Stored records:
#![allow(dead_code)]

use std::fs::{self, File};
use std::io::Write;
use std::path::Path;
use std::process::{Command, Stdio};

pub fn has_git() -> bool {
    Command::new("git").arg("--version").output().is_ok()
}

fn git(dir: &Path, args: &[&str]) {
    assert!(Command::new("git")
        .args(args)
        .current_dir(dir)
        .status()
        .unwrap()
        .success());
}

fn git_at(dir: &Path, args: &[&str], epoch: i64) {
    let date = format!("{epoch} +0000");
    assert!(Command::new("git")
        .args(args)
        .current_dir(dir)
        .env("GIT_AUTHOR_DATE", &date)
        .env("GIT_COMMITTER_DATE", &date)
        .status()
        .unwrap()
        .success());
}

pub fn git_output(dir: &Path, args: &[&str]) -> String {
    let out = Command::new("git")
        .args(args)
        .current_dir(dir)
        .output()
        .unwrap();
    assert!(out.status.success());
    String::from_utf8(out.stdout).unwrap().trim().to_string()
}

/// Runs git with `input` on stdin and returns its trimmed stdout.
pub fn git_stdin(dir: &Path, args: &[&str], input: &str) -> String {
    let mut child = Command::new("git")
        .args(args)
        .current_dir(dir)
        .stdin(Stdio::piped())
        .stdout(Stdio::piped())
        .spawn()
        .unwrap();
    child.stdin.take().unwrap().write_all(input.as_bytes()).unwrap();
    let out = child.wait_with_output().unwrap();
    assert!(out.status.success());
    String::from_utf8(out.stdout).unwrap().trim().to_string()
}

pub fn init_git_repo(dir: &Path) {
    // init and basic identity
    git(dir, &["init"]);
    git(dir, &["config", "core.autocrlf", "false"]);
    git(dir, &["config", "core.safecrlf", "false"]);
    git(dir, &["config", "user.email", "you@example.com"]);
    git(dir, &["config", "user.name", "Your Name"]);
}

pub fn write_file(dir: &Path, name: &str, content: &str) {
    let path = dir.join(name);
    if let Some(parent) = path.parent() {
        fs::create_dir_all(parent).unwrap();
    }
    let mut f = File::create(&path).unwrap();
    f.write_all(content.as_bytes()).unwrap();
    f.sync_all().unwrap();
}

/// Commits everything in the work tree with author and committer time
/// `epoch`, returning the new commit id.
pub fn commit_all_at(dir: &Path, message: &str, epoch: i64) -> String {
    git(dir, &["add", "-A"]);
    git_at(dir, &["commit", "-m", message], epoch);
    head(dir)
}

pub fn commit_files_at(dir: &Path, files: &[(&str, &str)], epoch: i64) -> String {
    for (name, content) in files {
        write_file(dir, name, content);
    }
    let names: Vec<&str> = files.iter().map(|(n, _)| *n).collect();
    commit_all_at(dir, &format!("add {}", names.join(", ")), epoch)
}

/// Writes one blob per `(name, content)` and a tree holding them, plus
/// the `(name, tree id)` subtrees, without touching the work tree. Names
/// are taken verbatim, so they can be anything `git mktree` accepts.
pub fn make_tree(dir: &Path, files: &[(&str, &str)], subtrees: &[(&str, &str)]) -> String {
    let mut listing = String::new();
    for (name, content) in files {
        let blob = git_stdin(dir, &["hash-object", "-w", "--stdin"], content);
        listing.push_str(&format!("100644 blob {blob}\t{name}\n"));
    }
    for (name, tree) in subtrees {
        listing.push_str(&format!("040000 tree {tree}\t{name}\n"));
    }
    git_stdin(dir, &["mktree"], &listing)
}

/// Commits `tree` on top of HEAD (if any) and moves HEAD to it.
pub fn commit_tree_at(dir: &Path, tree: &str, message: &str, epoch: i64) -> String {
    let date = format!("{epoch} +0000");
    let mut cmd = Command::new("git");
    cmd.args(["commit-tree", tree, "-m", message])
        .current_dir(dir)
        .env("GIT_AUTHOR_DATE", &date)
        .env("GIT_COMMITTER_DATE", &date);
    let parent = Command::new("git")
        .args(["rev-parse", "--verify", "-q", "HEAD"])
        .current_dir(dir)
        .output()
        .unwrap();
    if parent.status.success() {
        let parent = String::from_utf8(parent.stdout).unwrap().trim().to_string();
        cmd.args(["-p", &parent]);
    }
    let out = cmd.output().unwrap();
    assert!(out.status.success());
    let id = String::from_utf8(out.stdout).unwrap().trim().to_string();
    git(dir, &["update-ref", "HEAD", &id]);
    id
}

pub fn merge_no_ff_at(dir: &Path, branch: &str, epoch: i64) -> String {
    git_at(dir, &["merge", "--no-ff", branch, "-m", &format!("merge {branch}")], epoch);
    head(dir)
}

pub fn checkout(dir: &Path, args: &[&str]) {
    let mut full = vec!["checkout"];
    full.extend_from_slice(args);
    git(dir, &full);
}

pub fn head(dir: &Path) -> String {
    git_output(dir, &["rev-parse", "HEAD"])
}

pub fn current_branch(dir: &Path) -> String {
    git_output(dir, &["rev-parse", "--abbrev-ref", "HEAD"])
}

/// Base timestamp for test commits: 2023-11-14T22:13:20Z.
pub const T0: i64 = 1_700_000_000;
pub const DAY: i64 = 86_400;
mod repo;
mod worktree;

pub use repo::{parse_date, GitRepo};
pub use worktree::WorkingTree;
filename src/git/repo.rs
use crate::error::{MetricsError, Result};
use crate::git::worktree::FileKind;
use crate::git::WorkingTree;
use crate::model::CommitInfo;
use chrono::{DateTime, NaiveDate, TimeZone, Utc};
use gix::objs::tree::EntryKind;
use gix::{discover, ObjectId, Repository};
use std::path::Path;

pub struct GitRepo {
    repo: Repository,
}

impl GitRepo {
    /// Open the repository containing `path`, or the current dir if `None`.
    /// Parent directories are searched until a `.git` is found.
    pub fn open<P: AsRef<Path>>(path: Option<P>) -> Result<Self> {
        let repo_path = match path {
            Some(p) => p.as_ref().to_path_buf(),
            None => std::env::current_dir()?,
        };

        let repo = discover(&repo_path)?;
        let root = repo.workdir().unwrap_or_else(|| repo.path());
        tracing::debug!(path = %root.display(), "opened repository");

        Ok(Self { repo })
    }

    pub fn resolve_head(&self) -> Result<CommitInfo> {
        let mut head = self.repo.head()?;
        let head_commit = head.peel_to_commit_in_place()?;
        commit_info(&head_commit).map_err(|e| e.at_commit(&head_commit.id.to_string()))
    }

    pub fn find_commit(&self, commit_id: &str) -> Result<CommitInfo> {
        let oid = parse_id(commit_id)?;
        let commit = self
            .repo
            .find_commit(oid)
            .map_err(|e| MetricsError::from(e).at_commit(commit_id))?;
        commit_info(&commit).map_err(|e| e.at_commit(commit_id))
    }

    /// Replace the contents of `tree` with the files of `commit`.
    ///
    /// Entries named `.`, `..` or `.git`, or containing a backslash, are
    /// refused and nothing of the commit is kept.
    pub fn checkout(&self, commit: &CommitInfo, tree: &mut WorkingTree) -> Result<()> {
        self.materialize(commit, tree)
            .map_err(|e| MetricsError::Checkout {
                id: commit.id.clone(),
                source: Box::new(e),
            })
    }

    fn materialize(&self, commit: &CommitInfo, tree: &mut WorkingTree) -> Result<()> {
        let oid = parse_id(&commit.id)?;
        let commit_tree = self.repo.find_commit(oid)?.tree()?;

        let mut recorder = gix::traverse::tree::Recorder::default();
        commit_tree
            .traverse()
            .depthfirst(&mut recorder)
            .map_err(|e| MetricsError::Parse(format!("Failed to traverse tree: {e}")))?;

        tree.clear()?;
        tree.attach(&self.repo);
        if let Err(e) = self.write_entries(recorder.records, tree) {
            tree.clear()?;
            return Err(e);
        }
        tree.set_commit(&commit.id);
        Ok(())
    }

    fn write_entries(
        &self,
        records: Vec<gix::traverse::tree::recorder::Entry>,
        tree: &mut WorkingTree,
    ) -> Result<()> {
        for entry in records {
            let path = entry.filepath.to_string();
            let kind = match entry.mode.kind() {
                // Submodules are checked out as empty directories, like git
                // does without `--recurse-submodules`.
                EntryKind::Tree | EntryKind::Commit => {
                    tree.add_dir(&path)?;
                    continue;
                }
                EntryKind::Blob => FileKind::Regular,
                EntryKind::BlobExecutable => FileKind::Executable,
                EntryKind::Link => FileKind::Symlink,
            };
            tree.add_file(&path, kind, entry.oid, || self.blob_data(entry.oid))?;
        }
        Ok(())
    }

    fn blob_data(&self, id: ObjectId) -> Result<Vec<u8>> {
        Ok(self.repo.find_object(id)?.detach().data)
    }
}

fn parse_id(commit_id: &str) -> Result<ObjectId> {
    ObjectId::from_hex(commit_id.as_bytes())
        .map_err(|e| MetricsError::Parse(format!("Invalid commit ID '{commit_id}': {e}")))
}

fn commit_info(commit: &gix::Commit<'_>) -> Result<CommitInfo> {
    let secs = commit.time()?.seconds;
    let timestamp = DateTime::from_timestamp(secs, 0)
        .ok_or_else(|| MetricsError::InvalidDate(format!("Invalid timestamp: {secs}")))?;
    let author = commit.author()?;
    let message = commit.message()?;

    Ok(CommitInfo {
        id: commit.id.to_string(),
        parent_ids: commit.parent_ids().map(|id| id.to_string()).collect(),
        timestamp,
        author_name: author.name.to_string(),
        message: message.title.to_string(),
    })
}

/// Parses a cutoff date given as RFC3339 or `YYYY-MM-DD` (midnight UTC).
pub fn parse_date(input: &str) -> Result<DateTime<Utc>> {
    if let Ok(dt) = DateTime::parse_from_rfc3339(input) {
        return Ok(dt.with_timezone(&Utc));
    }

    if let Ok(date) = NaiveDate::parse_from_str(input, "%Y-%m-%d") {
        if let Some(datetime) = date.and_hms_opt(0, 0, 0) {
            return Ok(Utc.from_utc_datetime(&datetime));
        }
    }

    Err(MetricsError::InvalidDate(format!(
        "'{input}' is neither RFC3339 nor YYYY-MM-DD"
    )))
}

---

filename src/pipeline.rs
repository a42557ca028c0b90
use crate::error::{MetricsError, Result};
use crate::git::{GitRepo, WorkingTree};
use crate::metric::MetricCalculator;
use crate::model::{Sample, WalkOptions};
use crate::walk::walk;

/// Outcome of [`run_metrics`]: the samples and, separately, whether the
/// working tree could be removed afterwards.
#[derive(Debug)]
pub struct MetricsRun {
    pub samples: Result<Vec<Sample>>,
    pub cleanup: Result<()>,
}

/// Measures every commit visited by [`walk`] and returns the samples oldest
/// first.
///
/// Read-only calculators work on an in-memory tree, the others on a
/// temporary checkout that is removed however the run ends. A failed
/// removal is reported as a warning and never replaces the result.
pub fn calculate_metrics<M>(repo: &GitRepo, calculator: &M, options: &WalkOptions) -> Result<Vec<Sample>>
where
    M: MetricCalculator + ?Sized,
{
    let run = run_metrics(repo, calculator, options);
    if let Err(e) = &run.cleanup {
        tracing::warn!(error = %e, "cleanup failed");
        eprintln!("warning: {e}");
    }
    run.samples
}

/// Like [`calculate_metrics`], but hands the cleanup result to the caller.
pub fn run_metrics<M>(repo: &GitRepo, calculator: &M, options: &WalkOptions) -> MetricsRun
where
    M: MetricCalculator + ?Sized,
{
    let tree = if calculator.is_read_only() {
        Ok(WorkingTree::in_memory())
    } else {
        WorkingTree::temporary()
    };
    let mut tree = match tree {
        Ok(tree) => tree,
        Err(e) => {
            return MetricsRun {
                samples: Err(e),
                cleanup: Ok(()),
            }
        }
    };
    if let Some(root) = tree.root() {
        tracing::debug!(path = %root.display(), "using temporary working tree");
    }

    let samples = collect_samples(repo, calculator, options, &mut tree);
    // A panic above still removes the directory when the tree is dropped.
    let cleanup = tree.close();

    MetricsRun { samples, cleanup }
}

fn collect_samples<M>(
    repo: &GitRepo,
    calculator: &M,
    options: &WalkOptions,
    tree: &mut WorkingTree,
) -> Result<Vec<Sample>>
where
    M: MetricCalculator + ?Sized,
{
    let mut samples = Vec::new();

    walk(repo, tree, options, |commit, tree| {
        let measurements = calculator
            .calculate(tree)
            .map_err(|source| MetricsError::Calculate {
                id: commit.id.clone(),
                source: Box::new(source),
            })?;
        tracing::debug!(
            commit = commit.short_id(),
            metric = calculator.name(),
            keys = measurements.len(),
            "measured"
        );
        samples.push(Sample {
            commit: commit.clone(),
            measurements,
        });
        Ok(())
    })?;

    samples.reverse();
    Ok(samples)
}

* * *

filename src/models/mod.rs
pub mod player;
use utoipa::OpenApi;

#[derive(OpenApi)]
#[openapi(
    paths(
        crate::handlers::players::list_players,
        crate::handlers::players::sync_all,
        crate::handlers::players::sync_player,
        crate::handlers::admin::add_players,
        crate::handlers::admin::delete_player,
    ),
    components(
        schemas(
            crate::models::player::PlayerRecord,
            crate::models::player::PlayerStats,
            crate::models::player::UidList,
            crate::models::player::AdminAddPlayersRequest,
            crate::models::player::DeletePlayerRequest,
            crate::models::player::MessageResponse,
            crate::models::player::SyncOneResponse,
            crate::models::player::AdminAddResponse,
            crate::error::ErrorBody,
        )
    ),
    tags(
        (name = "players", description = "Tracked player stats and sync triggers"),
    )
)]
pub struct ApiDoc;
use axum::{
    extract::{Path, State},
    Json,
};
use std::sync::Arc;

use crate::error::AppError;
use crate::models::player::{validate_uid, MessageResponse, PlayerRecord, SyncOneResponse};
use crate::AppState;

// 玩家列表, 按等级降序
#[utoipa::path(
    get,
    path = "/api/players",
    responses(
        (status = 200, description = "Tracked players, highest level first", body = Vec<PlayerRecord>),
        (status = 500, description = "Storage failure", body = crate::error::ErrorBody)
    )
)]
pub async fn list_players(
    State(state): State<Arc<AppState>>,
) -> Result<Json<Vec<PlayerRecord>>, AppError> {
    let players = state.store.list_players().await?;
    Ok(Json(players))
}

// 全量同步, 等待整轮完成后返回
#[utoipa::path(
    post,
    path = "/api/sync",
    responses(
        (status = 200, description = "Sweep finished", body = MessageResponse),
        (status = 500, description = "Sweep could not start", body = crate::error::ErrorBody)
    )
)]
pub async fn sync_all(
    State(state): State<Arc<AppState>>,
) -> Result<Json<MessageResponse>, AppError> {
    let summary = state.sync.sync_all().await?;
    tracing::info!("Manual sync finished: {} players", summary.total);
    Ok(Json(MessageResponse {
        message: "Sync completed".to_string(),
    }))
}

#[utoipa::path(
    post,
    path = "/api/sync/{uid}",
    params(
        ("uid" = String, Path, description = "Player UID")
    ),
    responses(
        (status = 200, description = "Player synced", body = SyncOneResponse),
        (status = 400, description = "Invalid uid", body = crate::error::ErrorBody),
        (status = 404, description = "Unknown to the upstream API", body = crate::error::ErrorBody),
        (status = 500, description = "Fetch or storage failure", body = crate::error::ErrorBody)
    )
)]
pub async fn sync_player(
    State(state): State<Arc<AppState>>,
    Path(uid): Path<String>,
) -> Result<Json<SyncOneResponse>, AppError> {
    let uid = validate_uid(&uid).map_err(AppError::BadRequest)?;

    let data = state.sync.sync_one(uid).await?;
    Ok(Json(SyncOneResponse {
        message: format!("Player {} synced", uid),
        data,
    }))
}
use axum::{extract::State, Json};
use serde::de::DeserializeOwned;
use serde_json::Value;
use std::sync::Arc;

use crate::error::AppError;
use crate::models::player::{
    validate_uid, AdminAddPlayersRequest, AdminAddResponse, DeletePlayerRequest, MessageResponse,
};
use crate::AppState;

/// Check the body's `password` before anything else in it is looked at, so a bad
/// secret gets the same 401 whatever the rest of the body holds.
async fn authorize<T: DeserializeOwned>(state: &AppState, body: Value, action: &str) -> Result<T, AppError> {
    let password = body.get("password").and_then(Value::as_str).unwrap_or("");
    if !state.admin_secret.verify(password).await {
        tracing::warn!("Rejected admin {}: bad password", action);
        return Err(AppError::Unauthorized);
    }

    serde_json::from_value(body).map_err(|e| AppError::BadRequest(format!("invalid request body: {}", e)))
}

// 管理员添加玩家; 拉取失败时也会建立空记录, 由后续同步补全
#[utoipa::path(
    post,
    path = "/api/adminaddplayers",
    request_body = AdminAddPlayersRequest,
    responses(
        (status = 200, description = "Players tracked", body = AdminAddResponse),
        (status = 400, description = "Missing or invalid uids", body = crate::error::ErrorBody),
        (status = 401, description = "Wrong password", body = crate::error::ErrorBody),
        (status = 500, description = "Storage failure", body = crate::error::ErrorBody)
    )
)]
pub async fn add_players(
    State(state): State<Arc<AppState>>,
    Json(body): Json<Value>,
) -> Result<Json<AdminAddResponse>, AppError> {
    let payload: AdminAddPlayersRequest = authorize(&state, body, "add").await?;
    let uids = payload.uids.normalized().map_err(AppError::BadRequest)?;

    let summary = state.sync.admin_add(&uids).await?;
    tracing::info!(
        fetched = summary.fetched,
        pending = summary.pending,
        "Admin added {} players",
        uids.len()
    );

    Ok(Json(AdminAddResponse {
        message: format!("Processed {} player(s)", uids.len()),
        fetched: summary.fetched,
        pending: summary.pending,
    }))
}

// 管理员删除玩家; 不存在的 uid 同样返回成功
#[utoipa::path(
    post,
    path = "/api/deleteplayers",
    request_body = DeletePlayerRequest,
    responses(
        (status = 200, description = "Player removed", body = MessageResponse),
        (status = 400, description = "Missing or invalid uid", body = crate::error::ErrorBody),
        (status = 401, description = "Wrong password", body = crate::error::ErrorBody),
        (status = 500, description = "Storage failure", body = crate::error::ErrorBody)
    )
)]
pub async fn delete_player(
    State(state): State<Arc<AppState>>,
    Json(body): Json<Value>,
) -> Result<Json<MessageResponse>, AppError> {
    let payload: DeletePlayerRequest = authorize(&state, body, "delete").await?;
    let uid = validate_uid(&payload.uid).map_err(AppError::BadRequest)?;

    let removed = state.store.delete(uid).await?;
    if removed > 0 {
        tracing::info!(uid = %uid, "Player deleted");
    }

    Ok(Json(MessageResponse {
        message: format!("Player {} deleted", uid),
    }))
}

→ Work task:
Return every line of the preceding records in which the word "ObjectId" appears.

→ Answer space:
use gix::{discover, ObjectId, Repository};
    fn blob_data(&self, id: ObjectId) -> Result<Vec<u8>> {
fn parse_id(commit_id: &str) -> Result<ObjectId> {
    ObjectId::from_hex(commit_id.as_bytes())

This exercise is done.